Oh, hello! Come in. Have some coffee…
After today, I’m going to try to give up coffee. *SOB* This is not a decision I just made this morning while taking a walk. I’ve been thinking about this for a while.
A few weeks ago, I took a Friday off from the Gas ‘n Sip and decided to not have coffee. Well, it was really more that I was too bloody lazy to get off my substantial ass-et and make some. When I woke up on Saturday, I had the most excruciating headache and knew that it could only be the result of caffeine withdrawal. So after diving in face first and swimming around in a freshly brewed pot, I felt so much better!

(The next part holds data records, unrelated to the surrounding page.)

// ── Agent domain type ──

use std::fmt;
use std::net::IpAddr;
use std::sync::Arc;
use std::sync::atomic::{AtomicI64, Ordering};

use chrono::{DateTime, Utc};

use crate::link::AgentHandle;

/// A physical access point running the agent side of the protocol.
///
/// Identity is the agent's network address. The only mutable state is
/// the liveness timestamp, refreshed on every ping, probe, or publish.
pub struct Agent {
    address: IpAddr,
    last_seen_ms: AtomicI64,
    link: Arc<dyn AgentHandle>,
}

impl Agent {
    pub fn new(address: IpAddr, link: Arc<dyn AgentHandle>, now: DateTime<Utc>) -> Self {
        Self {
            address,
            last_seen_ms: AtomicI64::new(now.timestamp_millis()),
            link,
        }
    }

    pub fn address(&self) -> IpAddr {
        self.address
    }

    pub fn last_seen(&self) -> DateTime<Utc> {
        DateTime::from_timestamp_millis(self.last_seen_ms.load(Ordering::Acquire)).unwrap_or_default()
    }

    /// Record that the agent was heard from at `now`. Never moves backwards.
    pub fn touch(&self, now: DateTime<Utc>) {
        self.last_seen_ms
            .fetch_max(now.timestamp_millis(), Ordering::AcqRel);
    }

    /// Handle used to push subscriptions, flow rules, and LVAP changes.
    pub fn link(&self) -> &dyn AgentHandle {
        self.link.as_ref()
    }
}

impl fmt::Debug for Agent {
    fn fmt(&self, f: &mut fmt::Formatter<'_>) -> fmt::Result {
        f.debug_struct("Agent")
            .field("address", &self.address)
            .field("last_seen", &self.last_seen())
            .finish_non_exhaustive()
    }
}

I also recognized that this was not good. Clearly, I was jonesing for a fix. (OOOO, I sounded so gangsta right then… heh.) I decided that once my supply of coffee ran out, I would stop. I’d done it before. I can do it again. Right? *sob*
One other thing I also knew. I could not go thru detox while at work. If my previous headache was any indication, the Gas ‘n Sip and I could not be a part of each others existence during this time. My snarkiness was already too well known and documented around the Slurpee machine to add this fiasco.
Originally, I thought I would be well stocked enough to make it until my August vacation. (Nope, not doing anything during that time either. Thanks for asking. Well, maybe a trip to see Meffa in VT…) Anyhoo, turns out, I just brewed my last pot. I’m sitting here, savoring the flavor and the smoothness. *sob*
I love the flavor of coffee. I love the smell of coffee. What did me in the last time – why I started drinking it again – was that I just switched to decaf. I teased my taste buds with that delicious liquid and thought I was stronger than my need. HA!!! I’m such a fool. I am powerless against coffee.

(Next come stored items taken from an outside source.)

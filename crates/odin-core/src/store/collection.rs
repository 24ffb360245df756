// ── Generic concurrent keyed collection ──
//
// Sharded `DashMap` storage of shared entities. Every operation touches
// a single key; there is no compound read-modify-write across calls.

use std::collections::HashMap;
use std::hash::Hash;
use std::sync::Arc;

use dashmap::DashMap;
use dashmap::mapref::entry::Entry;

/// A concurrent map of `Arc`-shared entities keyed by identity.
///
/// Writes lock only the shard owning the key. `snapshot()` copies the
/// current `Arc`s out so callers can iterate while other handlers keep
/// mutating.
pub(crate) struct Collection<K, V>
where
    K: Eq + Hash + Clone,
{
    entries: DashMap<K, Arc<V>>,
}

impl<K, V> Collection<K, V>
where
    K: Eq + Hash + Clone,
{
    pub(crate) fn new() -> Self {
        Self {
            entries: DashMap::new(),
        }
    }

    /// Insert, silently replacing any existing entry (last writer wins).
    /// Returns the replaced entity.
    pub(crate) fn insert(&self, key: K, entity: Arc<V>) -> Option<Arc<V>> {
        self.entries.insert(key, entity)
    }

    /// Return the entry for `key`, creating it with `make` if absent.
    /// The boolean is `true` when the entry was created by this call.
    ///
    /// Atomic per key: concurrent callers for the same key agree on
    /// exactly one creator.
    pub(crate) fn get_or_insert_with(&self, key: K, make: impl FnOnce() -> V) -> (Arc<V>, bool) {
        match self.entries.entry(key) {
            Entry::Occupied(existing) => (Arc::clone(existing.get()), false),
            Entry::Vacant(slot) => {
                let entity = Arc::new(make());
                slot.insert(Arc::clone(&entity));
                (entity, true)
            }
        }
    }

    /// Remove an entity by key. Returns the removed entity if it existed.
    pub(crate) fn remove(&self, key: &K) -> Option<Arc<V>> {
        self.entries.remove(key).map(|(_, v)| v)
    }

    pub(crate) fn get(&self, key: &K) -> Option<Arc<V>> {
        self.entries.get(key).map(|r| Arc::clone(r.value()))
    }

    pub(crate) fn contains(&self, key: &K) -> bool {
        self.entries.contains_key(key)
    }

    /// Point-in-time copy of every entry.
    pub(crate) fn snapshot(&self) -> HashMap<K, Arc<V>> {
        self.entries
            .iter()
            .map(|r| (r.key().clone(), Arc::clone(r.value())))
            .collect()
    }

    /// Entities matching `pred`, collected without holding any lock
    /// past the iteration.
    pub(crate) fn filter(&self, mut pred: impl FnMut(&V) -> bool) -> Vec<Arc<V>> {
        self.entries
            .iter()
            .filter(|r| pred(r.value()))
            .map(|r| Arc::clone(r.value()))
            .collect()
    }

    pub(crate) fn len(&self) -> usize {
        self.entries.len()
    }
}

“Hello. My name is Mary. I’m a coffee-holic.”
In preparation for this fiasco life change, I have purchased some lovely loose tea. I’m looking forward to trying it. It’s called Raspberry Sangria Tea. (I do love me some Sangria!!) Tomorrow will be the first day. I’d like to apologize now for any residual snatchiness that might surface during my withdrawal. Other than the anticipated headaches, frothing at the mouth, eye tics, convulsions, vomiting, and sweating, I think I will be fine. *sob*
Wish me luck. And pray to whichever goat you worship that I make it thru alive. Where is Dr. Drew and his “Gas ‘n Sip Employee Rehab” when I need him??